Exim and Spamassassin: Rewriting headers, adding SPAM and Score to Subject

This blog post was published 9 years ago and may or may not have aged well. While reading please keep in mind that it may no longer be accurate or even relevant.

This tutorial is a follow-up to my article Setting up Exim4 Mail Transfer Agent with Anti-Spam, Greylisting and Anti-Malware.

I finally got around solving this problem: If an email has a certain spam score, above a certain threshold, Exim should rewrite the Subject header to contain the string *** SPAM (x.x points) *** {original subject}

Spamassassin has a configuration option to rewrite a subject header in its configuration file /etc/spamassassin/local.cf  …

rewrite_header Subject \*\*\*SPAM\*\*\*

… but this is misleading, because it is used only when Spamassassin is used stand-alone. If used in combination with a MTA (Mail Transfer Agent) like Exim, the MTA is ultimately responsible for modifying emails. So, the solution lies in the proper configuration of Exim. To modify an already accepted message, the Exim documentation suggests a System Filter. You can set it up like this:

Enable the system filter in your main Exim configuration file. Add to it:

system_filter = /etc/exim4/system.filter
system_filter_user = Debian-exim

Then create the file /etc/exim4/system.filter , set proper ownership and permission, then insert:

if $header_X-Spam-Score matches "^\[^-0\]\[0-9\\.\]+" and ${sg{$header_X-Spam-Score:}{\\\\.}{}} is above 50
then
headers add "Old-Subject: $h_subject"
headers remove "Subject"
headers add "Subject: \*\*\* SPAM ($header_X-Spam_score points) \*\*\* $h_old-subject"
headers remove "Old-Subject"
endif

This means: If the header $header_X-Spam_score_int  is present (has been added by Exim in the acl_check_data  ACL section, see my previous tutorial), and is more than 50 (this is 5.0), rewrite the Subject header. The regular expression checks if the spam score is valid and not negative.

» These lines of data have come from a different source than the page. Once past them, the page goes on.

//! Integration tests for scaledown-graph against a live Neo4j instance.
//!
//! These tests require a Neo4j server with APOC on the default Bolt port.
//! Run with: cargo test --package scaledown-graph --test integration -- --ignored
//!
//! Skipped automatically if Neo4j is not available.

use std::collections::BTreeMap;

use scaledown_core::{NodeLayer, TenantId, LINEAGE_RELATIONSHIP};
use scaledown_graph::{GraphClient, GraphConfig, GraphStore, PropertyPredicate};

async fn connect_or_skip() -> Option<GraphClient> {
    let config = GraphConfig::default();
    match GraphClient::connect(&config).await {
        Ok(client) => Some(client),
        Err(e) => {
            eprintln!("Skipping integration test (Neo4j not available): {e}");
            None
        }
    }
}

async fn cleanup(client: &GraphClient, tenant_id: &TenantId) {
    let q = neo4rs::query(
        "MATCH (n) WHERE n.tenant_id = $tid OR (n:Tenant AND n.id = $tid) DETACH DELETE n",
    )
    .param("tid", tenant_id.to_string());
    let _ = client.run(q).await;
}

/// Tenant with resources a, b, c (a->b, b->c) and an original twin of a.
async fn seed(client: &GraphClient, tenant_id: &TenantId) {
    let q = neo4rs::query(
        "CREATE (:Tenant {id: $tid})
         CREATE (a:Resource {id: 'a', tenant_id: $tid, type: 'vm', `tags.environment`: 'prod'})
         CREATE (b:Resource {id: 'b', tenant_id: $tid, type: 'vm', `tags.environment`: 'dev'})
         CREATE (c:Resource {id: 'c', tenant_id: $tid, type: 'disk'})
         CREATE (o:Resource:Original {id: 'orig-a', tenant_id: $tid, type: 'vm'})
         CREATE (a)-[:CONNECTED_TO {weight: 1}]->(b)
         CREATE (b)-[:ATTACHED_TO]->(c)
         CREATE (a)-[:SCAN_SOURCE_NODE]->(o)",
    )
    .param("tid", tenant_id.to_string());
    client.run(q).await.unwrap();
}

#[tokio::test]
#[ignore = "requires live Neo4j: cargo test --package scaledown-graph --test integration -- --ignored"]
async fn test_paged_reads() {
    let Some(client) = connect_or_skip().await else {
        return;
    };
    let tid = TenantId::new();
    cleanup(&client, &tid).await;
    seed(&client, &tid).await;

    assert!(client.tenant_exists(&tid).await.unwrap());
    assert!(!client.tenant_exists(&TenantId::new()).await.unwrap());

    let first = client
        .fetch_node_page(&tid, NodeLayer::Abstracted, 0, 2)
        .await
        .unwrap();
    let second = client
        .fetch_node_page(&tid, NodeLayer::Abstracted, 2, 2)
        .await
        .unwrap();
    let ids: Vec<&str> = first.iter().chain(&second).map(|n| n.id.as_str()).collect();
    assert_eq!(ids, vec!["a", "b", "c"]);
    assert_eq!(
        first[0].properties.get("tags.environment").and_then(|v| v.as_str()),
        Some("prod")
    );

    let edges = client
        .fetch_edge_page(&tid, NodeLayer::Abstracted, LINEAGE_RELATIONSHIP, 0, 10)
        .await
        .unwrap();
    let rels: Vec<&str> = edges.iter().map(|e| e.rel_type.as_str()).collect();
    assert_eq!(rels, vec!["CONNECTED_TO", "ATTACHED_TO"]);

    cleanup(&client, &tid).await;
}

#[tokio::test]
#[ignore = "requires live Neo4j: cargo test --package scaledown-graph --test integration -- --ignored"]
async fn test_parallel_edges_page_without_repeats() {
    let Some(client) = connect_or_skip().await else {
        return;
    };
    let tid = TenantId::new();
    cleanup(&client, &tid).await;
    seed(&client, &tid).await;

    let q = neo4rs::query(
        "MATCH (a:Resource {id: 'a', tenant_id: $tid}), (b:Resource {id: 'b', tenant_id: $tid})
         CREATE (a)-[:CONNECTED_TO {weight: 2}]->(b)
         CREATE (a)-[:CONNECTED_TO {weight: 3}]->(b)",
    )
    .param("tid", tid.to_string());
    client.run(q).await.unwrap();

    let mut weights = Vec::new();
    for skip in 0..4 {
        let page = client
            .fetch_edge_page(&tid, NodeLayer::Abstracted, LINEAGE_RELATIONSHIP, skip, 1)
            .await
            .unwrap();
        assert_eq!(page.len(), 1);
        if page[0].rel_type == "CONNECTED_TO" {
            weights.push(page[0].properties["weight"].as_i64().unwrap());
        }
    }
    weights.sort_unstable();
    assert_eq!(weights, vec![1, 2, 3]);

    cleanup(&client, &tid).await;
}

#[tokio::test]
#[ignore = "requires live Neo4j: cargo test --package scaledown-graph --test integration -- --ignored"]
async fn test_find_matching_binds_values() {
    let Some(client) = connect_or_skip().await else {
        return;
    };
    let tid = TenantId::new();
    cleanup(&client, &tid).await;
    seed(&client, &tid).await;

    let mut criteria = BTreeMap::new();
    criteria.insert("type".to_string(), serde_json::json!("vm"));
    criteria.insert("tags.environment".to_string(), serde_json::json!("prod"));
    let predicate = PropertyPredicate::new(&criteria).unwrap();

    let ids = client
        .find_matching(&tid, NodeLayer::Abstracted, &predicate)
        .await
        .unwrap();
    assert_eq!(ids, vec!["a".to_string()]);

    let mut hostile = BTreeMap::new();
    hostile.insert("type".to_string(), serde_json::json!("vm' OR 1=1 //"));
    let predicate = PropertyPredicate::new(&hostile).unwrap();
    let ids = client
        .find_matching(&tid, NodeLayer::Abstracted, &predicate)
        .await
        .unwrap();
    assert!(ids.is_empty());

    cleanup(&client, &tid).await;
}

#[tokio::test]
#[ignore = "requires live Neo4j: cargo test --package scaledown-graph --test integration -- --ignored"]
async fn test_delete_excluding_through_store_trait() {
    let Some(client) = connect_or_skip().await else {
        return;
    };
    let tid = TenantId::new();
    cleanup(&client, &tid).await;
    seed(&client, &tid).await;

    let store: &dyn GraphStore = &client;
    let deleted = store
        .delete_excluding(&tid, NodeLayer::Abstracted, &["a".to_string()])
        .await
        .unwrap();
    assert_eq!(deleted, 2);

    let remaining = store
        .fetch_node_page(&tid, NodeLayer::Abstracted, 0, 10)
        .await
        .unwrap();
    assert_eq!(remaining.len(), 1);
    let originals = store
        .fetch_node_page(&tid, NodeLayer::Original, 0, 10)
        .await
        .unwrap();
    assert_eq!(originals.len(), 1);
    assert_eq!(originals[0].id, "orig-a");

    cleanup(&client, &tid).await;
}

Note that in the acl_check_data section of the Exim config, you can deny a message above a certain spam score threshold. This means, in combination with this System Filter, you can implement the following rules:

  • If spam score is above 10, reject/bounce email from the ACL.
  • If spam score is above 5, rewrite the Subject.
If you found a mistake in this blog post, or would like to suggest an improvement to this blog post, please me an e-mail to michael@franzl.name; as subject please use the prefix "Comment to blog post" and append the post title.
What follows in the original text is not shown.